+++ Given data

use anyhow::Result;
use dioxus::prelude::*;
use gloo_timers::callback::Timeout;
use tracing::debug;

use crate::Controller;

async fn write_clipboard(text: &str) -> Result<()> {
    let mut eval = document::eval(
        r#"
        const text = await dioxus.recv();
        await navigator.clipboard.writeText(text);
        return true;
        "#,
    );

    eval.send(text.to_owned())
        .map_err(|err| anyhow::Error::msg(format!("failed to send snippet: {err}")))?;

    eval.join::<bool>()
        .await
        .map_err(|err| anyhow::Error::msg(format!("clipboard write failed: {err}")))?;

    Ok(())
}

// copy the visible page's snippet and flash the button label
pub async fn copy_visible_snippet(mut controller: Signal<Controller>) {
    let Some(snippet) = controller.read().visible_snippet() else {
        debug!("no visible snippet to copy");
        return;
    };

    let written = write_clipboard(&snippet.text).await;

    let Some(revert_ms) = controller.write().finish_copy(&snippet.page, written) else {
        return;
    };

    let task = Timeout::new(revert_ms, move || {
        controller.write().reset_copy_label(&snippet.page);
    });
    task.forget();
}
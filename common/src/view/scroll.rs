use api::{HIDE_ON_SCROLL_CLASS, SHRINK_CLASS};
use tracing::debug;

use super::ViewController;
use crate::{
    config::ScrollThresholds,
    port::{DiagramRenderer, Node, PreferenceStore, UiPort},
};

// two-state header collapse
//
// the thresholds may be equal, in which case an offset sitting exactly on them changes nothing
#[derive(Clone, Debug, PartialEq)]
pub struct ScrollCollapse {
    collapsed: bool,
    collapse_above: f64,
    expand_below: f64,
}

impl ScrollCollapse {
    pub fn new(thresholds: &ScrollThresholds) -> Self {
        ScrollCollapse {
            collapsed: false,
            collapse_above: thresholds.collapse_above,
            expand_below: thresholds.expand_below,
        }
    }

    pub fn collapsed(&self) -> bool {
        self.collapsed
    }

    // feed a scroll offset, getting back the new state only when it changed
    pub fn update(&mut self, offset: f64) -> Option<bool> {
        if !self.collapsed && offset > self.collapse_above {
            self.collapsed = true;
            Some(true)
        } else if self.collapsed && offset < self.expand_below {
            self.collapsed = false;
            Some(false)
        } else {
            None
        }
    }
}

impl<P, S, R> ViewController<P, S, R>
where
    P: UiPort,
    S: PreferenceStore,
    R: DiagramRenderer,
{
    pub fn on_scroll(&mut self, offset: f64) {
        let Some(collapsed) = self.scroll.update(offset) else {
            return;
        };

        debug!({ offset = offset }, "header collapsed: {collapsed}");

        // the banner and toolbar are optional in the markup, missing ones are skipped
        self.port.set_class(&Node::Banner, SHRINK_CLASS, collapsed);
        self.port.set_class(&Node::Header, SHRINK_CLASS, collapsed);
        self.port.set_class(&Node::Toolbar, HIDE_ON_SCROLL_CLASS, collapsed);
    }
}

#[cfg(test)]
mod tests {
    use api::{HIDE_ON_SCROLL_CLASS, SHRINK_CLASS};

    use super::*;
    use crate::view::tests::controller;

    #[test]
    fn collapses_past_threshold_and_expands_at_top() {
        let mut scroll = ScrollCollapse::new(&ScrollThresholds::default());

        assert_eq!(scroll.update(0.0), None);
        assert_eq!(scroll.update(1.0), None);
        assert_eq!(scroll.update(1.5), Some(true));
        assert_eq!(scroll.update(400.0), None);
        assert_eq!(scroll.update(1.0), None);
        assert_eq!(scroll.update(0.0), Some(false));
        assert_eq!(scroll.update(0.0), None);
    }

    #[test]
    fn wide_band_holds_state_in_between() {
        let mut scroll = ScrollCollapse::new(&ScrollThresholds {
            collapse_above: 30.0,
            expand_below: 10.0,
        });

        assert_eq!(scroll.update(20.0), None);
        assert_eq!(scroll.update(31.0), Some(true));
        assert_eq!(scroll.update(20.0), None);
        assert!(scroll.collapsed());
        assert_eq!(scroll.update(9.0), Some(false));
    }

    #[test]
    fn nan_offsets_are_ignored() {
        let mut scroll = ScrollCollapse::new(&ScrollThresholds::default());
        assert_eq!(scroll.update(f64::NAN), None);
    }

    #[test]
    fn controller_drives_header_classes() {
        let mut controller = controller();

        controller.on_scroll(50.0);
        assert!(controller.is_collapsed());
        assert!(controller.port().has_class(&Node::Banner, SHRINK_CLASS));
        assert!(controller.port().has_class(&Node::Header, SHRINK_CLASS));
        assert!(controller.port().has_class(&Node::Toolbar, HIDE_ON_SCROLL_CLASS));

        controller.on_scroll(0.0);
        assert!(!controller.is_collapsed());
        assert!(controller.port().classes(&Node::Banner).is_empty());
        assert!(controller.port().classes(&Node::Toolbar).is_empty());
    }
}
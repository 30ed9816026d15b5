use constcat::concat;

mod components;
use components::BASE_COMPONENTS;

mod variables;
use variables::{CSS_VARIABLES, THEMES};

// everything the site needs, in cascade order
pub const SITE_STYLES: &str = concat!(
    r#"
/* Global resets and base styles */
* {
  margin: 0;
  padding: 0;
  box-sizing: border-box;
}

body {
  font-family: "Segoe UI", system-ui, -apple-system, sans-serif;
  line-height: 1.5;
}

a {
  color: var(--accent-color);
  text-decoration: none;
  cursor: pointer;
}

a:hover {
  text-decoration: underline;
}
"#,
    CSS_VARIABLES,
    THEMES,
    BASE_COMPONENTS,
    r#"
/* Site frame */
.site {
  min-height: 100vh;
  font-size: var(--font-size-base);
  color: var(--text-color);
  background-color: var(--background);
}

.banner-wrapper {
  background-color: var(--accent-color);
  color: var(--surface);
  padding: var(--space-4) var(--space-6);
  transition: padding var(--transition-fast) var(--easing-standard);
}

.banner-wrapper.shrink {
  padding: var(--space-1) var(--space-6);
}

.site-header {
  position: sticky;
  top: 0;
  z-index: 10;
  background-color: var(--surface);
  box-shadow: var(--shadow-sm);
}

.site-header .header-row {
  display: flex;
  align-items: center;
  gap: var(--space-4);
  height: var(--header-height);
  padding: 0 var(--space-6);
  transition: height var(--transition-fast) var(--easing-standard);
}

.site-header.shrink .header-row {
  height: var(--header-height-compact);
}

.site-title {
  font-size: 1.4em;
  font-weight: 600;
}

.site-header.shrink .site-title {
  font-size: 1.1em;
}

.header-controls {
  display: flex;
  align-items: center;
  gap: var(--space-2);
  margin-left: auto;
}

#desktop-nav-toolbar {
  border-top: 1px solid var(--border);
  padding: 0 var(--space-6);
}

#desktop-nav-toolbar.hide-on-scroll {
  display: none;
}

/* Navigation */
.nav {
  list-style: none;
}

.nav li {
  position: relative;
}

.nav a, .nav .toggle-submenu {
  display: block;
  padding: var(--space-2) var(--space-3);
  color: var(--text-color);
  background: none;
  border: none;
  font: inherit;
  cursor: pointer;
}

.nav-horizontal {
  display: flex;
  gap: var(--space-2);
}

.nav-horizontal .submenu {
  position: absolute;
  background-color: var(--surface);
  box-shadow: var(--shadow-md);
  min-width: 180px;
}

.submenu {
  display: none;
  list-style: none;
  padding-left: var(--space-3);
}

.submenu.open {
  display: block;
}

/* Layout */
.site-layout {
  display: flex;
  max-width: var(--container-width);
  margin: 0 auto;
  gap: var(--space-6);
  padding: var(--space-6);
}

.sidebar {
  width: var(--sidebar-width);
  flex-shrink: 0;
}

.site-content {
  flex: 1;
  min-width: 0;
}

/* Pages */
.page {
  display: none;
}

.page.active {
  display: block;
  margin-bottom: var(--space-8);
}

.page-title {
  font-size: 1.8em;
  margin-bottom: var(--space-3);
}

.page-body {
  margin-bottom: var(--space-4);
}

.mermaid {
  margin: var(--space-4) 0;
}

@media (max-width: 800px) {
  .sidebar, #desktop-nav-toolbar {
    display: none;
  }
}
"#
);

++++++

## Task prompt
What is the number of lines in the records that contain the word "desktop"? Answer with the number and nothing else.

## Task result
3